Beaucoup de paysans et de soldats étaient partis, armés de branches de pins ; Ils avaient été au-devant du feu pour allumer, en face du sinistre envahissant, un contre-feu qu’ils poussaient jusqu’au moment où, les deux incendies se rencontrant, un bruit extraordinaire, comme un choc, marquait la fin du dégât.

Puis tout rentra dans la nuit, et la neige fondue se transforma en glace. La plaine blanche reprit son impassibilité.

— Qui donc a pu allumer ce feu au milieu de la neige ? demanda Roma le lendemain matin à Fédor, pendant leur déjeuner commun.

— Une singulière chose. De l’autre côté de ces forêts, il y a des villages où est en faveur le chamanisme.

— Qu’est-ce que c’est que le chamanisme ?

— Une superstition entretenue par les chamans, sorte de sorciers venus du Nord qui apprennent au peuple les coutumes les plus bizarres… Entre autres, lorsqu’un être vient de mourir, on lance en l’air un pigeon, une tourterelle, un oiseau quelconque, auquel on a attaché un paquet d’étoupe enflammée. Cela symbolise l’âme montant au ciel.

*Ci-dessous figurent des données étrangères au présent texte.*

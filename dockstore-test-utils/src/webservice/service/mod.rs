//! Business rules of the webservice stand-in.
//!
//! Services own visibility and ownership checks; repositories only run queries.

pub mod auth;
pub mod tool;
pub mod trs;
pub mod workflow;

use dockstore::entry::EntryPath;

use super::error::Error;

pub use self::{auth::AuthService, tool::ToolService, trs::TrsService, workflow::WorkflowService};

fn parse_path(path: &str) -> Result<EntryPath, Error> {
    path.parse()
        .map_err(|e: dockstore::error::Error| Error::BadRequest(e.to_string()))
}

/// Entries are visible to their owner and, once published, to everyone.
fn is_visible(owner_id: i32, is_published: bool, user: Option<&entity::enduser::Model>) -> bool {
    is_published || user.is_some_and(|user| user.id == owner_id || user.is_admin)
}

fn ensure_owner(owner_id: i32, user: &entity::enduser::Model, what: &str) -> Result<(), Error> {
    if user.id == owner_id || user.is_admin {
        Ok(())
    } else {
        Err(Error::Forbidden(format!("User {} does not own {what}", user.username)))
    }
}
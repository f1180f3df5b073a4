mod cli;
mod harness;
mod webservice;
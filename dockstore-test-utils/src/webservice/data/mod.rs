//! Repositories over the seeded registry tables.

pub mod sourcefile;
pub mod tool;
pub mod user;
pub mod workflow;

pub use self::{
    sourcefile::SourcefileRepository, tool::ToolRepository, user::UserRepository,
    workflow::WorkflowRepository,
};
//! Tests for database reset determinism.

use dockstore_test_utils::database::{connect, reset_database, table_names};
use sea_orm::{
    ConnectionTrait, DatabaseConnection, EntityTrait, FromQueryResult, QueryOrder, Statement,
};

use super::*;

struct Snapshot {
    users: Vec<entity::enduser::Model>,
    tokens: Vec<entity::token::Model>,
    tools: Vec<entity::tool::Model>,
    tags: Vec<entity::tag::Model>,
    workflows: Vec<entity::workflow::Model>,
    versions: Vec<entity::workflowversion::Model>,
    sourcefiles: Vec<entity::sourcefile::Model>,
}

async fn snapshot(db: &DatabaseConnection) -> Result<Snapshot, TestError> {
    use entity::prelude::*;

    Ok(Snapshot {
        users: Enduser::find()
            .order_by_asc(entity::enduser::Column::Id)
            .all(db)
            .await?,
        tokens: Token::find()
            .order_by_asc(entity::token::Column::Id)
            .all(db)
            .await?,
        tools: Tool::find()
            .order_by_asc(entity::tool::Column::Id)
            .all(db)
            .await?,
        tags: Tag::find()
            .order_by_asc(entity::tag::Column::Id)
            .all(db)
            .await?,
        workflows: Workflow::find()
            .order_by_asc(entity::workflow::Column::Id)
            .all(db)
            .await?,
        versions: Workflowversion::find()
            .order_by_asc(entity::workflowversion::Column::Id)
            .all(db)
            .await?,
        sourcefiles: Sourcefile::find()
            .order_by_asc(entity::sourcefile::Column::Id)
            .all(db)
            .await?,
    })
}

fn assert_same(first: &Snapshot, second: &Snapshot) {
    assert_eq!(first.users, second.users);
    assert_eq!(first.tokens, second.tokens);
    assert_eq!(first.tools, second.tools);
    assert_eq!(first.tags, second.tags);
    assert_eq!(first.workflows, second.workflows);
    assert_eq!(first.versions, second.versions);
    assert_eq!(first.sourcefiles, second.sourcefiles);
}

/// Tests that resetting to the same fixture set always yields the same rows.
///
/// Changes made between the resets must not survive the second reset.
///
/// Expected: Ok with identical snapshots
#[tokio::test]
async fn reset_is_deterministic() -> Result<(), TestError> {
    for set in [
        FixtureSet::Public,
        FixtureSet::Confidential1,
        FixtureSet::Confidential2,
    ] {
        let db = connect().await?;

        reset_database(&db, set).await?;
        let first = snapshot(&db).await?;

        db.execute_unprepared("UPDATE tool SET is_published = TRUE WHERE id = 1")
            .await?;
        db.execute_unprepared("DELETE FROM tag WHERE id = 2").await?;

        reset_database(&db, set).await?;
        let second = snapshot(&db).await?;

        assert_same(&first, &second);
    }

    Ok(())
}

/// Tests that a reset restores data changed through the CLI.
///
/// Expected: Ok with the tool unpublished again after the reset
#[tokio::test]
async fn reset_discards_cli_changes() -> Result<(), TestError> {
    let mut test = TestBuilder::new().build().await?;
    let published =
        "SELECT COUNT(*) AS count FROM tool WHERE name = 'quayandgithub' AND is_published";

    test.cli
        .run_expect(
            &["tool", "publish", "--entry", "quay.io/dockstoretestuser/quayandgithub"],
            ExitCode::Success,
        )
        .await?;
    assert_eq!(test.count(published).await?, 1);

    reset_database(&test.db, FixtureSet::Public).await?;
    assert_eq!(test.count(published).await?, 0);

    test.assert_no_leaked_connections().await
}

/// Tests that fixture sets differ only in their extra content.
///
/// Expected: Ok with the confidential sets adding tools or workflows to the public rows
#[tokio::test]
async fn fixture_sets_extend_public_content() -> Result<(), TestError> {
    let db = connect().await?;

    reset_database(&db, FixtureSet::Confidential1).await?;
    let confidential1 = snapshot(&db).await?;
    assert_eq!(confidential1.tools.len(), 6);
    assert_eq!(confidential1.workflows.len(), 2);

    reset_database(&db, FixtureSet::Confidential2).await?;
    let confidential2 = snapshot(&db).await?;
    assert_eq!(confidential2.tools.len(), 4);
    assert_eq!(confidential2.workflows.len(), 4);
    assert!(table_names(&db).await?.iter().any(|table| table == "seaql_migrations"));

    Ok(())
}

#[derive(Debug, FromQueryResult)]
struct AppliedVersion {
    version: String,
}

/// Tests that a reset records exactly the versions its fixture set declares.
///
/// Expected: Ok with the migration table listing every version of the set, for each set
#[tokio::test]
async fn reset_records_declared_versions() -> Result<(), TestError> {
    let db = connect().await?;

    for set in [
        FixtureSet::Public,
        FixtureSet::Confidential1,
        FixtureSet::Confidential2,
    ] {
        reset_database(&db, set).await?;

        let mut applied: Vec<String> = AppliedVersion::find_by_statement(Statement::from_string(
            db.get_database_backend(),
            "SELECT version FROM seaql_migrations",
        ))
        .all(&db)
        .await?
        .into_iter()
        .map(|row| row.version)
        .collect();
        applied.sort();

        let mut declared = set.versions();
        declared.sort();

        assert_eq!(applied, declared, "{set:?}");
    }

    Ok(())
}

— Quelle étrange coutume !

— On a dû accomplir là-bas une cérémonie de ce genre. Poussé par le vent, l’oiseau s’est abattu sur un sapin.

— Quelle cruauté ! Ces peuplades sont donc sauvages ?

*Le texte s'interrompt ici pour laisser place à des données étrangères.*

//! Dockstore command line client.
//!
//! The binary is a thin wrapper around [`cli::run`], which executes a single
//! command and returns its exit status instead of terminating the process.

pub mod api;
pub mod cli;
pub mod config;
pub mod descriptor;
pub mod entry;
pub mod error;
pub mod model;
pub mod notify;
use sea_orm::entity::prelude::*;

#[derive(Clone, Debug, PartialEq, DeriveEntityModel, Eq)]
#[sea_orm(table_name = "tool")]
pub struct Model {
    #[sea_orm(primary_key)]
    pub id: i32,
    pub user_id: i32,
    pub registry: String,
    pub namespace: String,
    pub name: String,
    pub toolname: Option<String>,
    pub mode: String,
    pub git_url: String,
    pub is_published: bool,
    pub default_cwl_path: String,
    pub default_wdl_path: String,
    pub default_dockerfile_path: String,
    pub topic: Option<String>,
}

#[derive(Copy, Clone, Debug, EnumIter, DeriveRelation)]
pub enum Relation {
    #[sea_orm(
        belongs_to = "super::enduser::Entity",
        from = "Column::UserId",
        to = "super::enduser::Column::Id",
        on_update = "NoAction",
        on_delete = "Cascade"
    )]
    Enduser,
    #[sea_orm(has_many = "super::tag::Entity")]
    Tag,
}

impl Related<super::enduser::Entity> for Entity {
    fn to() -> RelationDef {
        Relation::Enduser.def()
    }
}

impl Related<super::tag::Entity> for Entity {
    fn to() -> RelationDef {
        Relation::Tag.def()
    }
}

impl ActiveModelBehavior for ActiveModel {}
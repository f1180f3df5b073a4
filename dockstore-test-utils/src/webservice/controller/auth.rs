use axum::{extract::State, http::StatusCode, response::IntoResponse, Json};
use dockstore::model::user::OAuthCodeRequest;

use crate::webservice::{
    error::Error,
    service::AuthService,
    state::{AuthUser, MaybeUser, WebserviceState},
};

/// Links a GitHub account to the caller using an OAuth authorization code
pub async fn link_github(
    State(state): State<WebserviceState>,
    AuthUser(user): AuthUser,
    Json(request): Json<OAuthCodeRequest>,
) -> Result<impl IntoResponse, Error> {
    let token = AuthService::new(&state.db)
        .link_github(&request.code, &user, &state.github)
        .await?;

    Ok((StatusCode::OK, Json(token)))
}

/// Logs in, or signs up, with a Google OAuth authorization code
///
/// An authenticated caller gets the Google account linked instead.
pub async fn login_google(
    State(state): State<WebserviceState>,
    MaybeUser(user): MaybeUser,
    Json(request): Json<OAuthCodeRequest>,
) -> Result<impl IntoResponse, Error> {
    let token = AuthService::new(&state.db)
        .login_google(
            &request.code,
            request.redirect_uri.as_deref(),
            user.as_ref(),
            &state.google,
        )
        .await?;

    Ok((StatusCode::OK, Json(token)))
}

— Elles le sont en effet ; mais cet usage ne leur est pas unique, et, sans être sauvages, on peut imaginer d’aussi imprudentes pratiques. En France, au treizième siècle, on lançait dans les églises, le jour de la Pentecôte, des colombes et des étoupes enflammées pour figurer les langues de feu du Saint-Esprit. Cela se faisait dans la cathédrale de Paris.

— Superstitieuse époque !

— Le moyen âge est plein d’histoires de ce genre. Puisque vous aimez à lire les choses vécues, je vous monterai une bibliothèque intéressante et sérieuse.

Après le repas, les voyageurs se préparèrent au départ, malgré un temps devenu gris, menaçant de nouvelles rafales ouatées.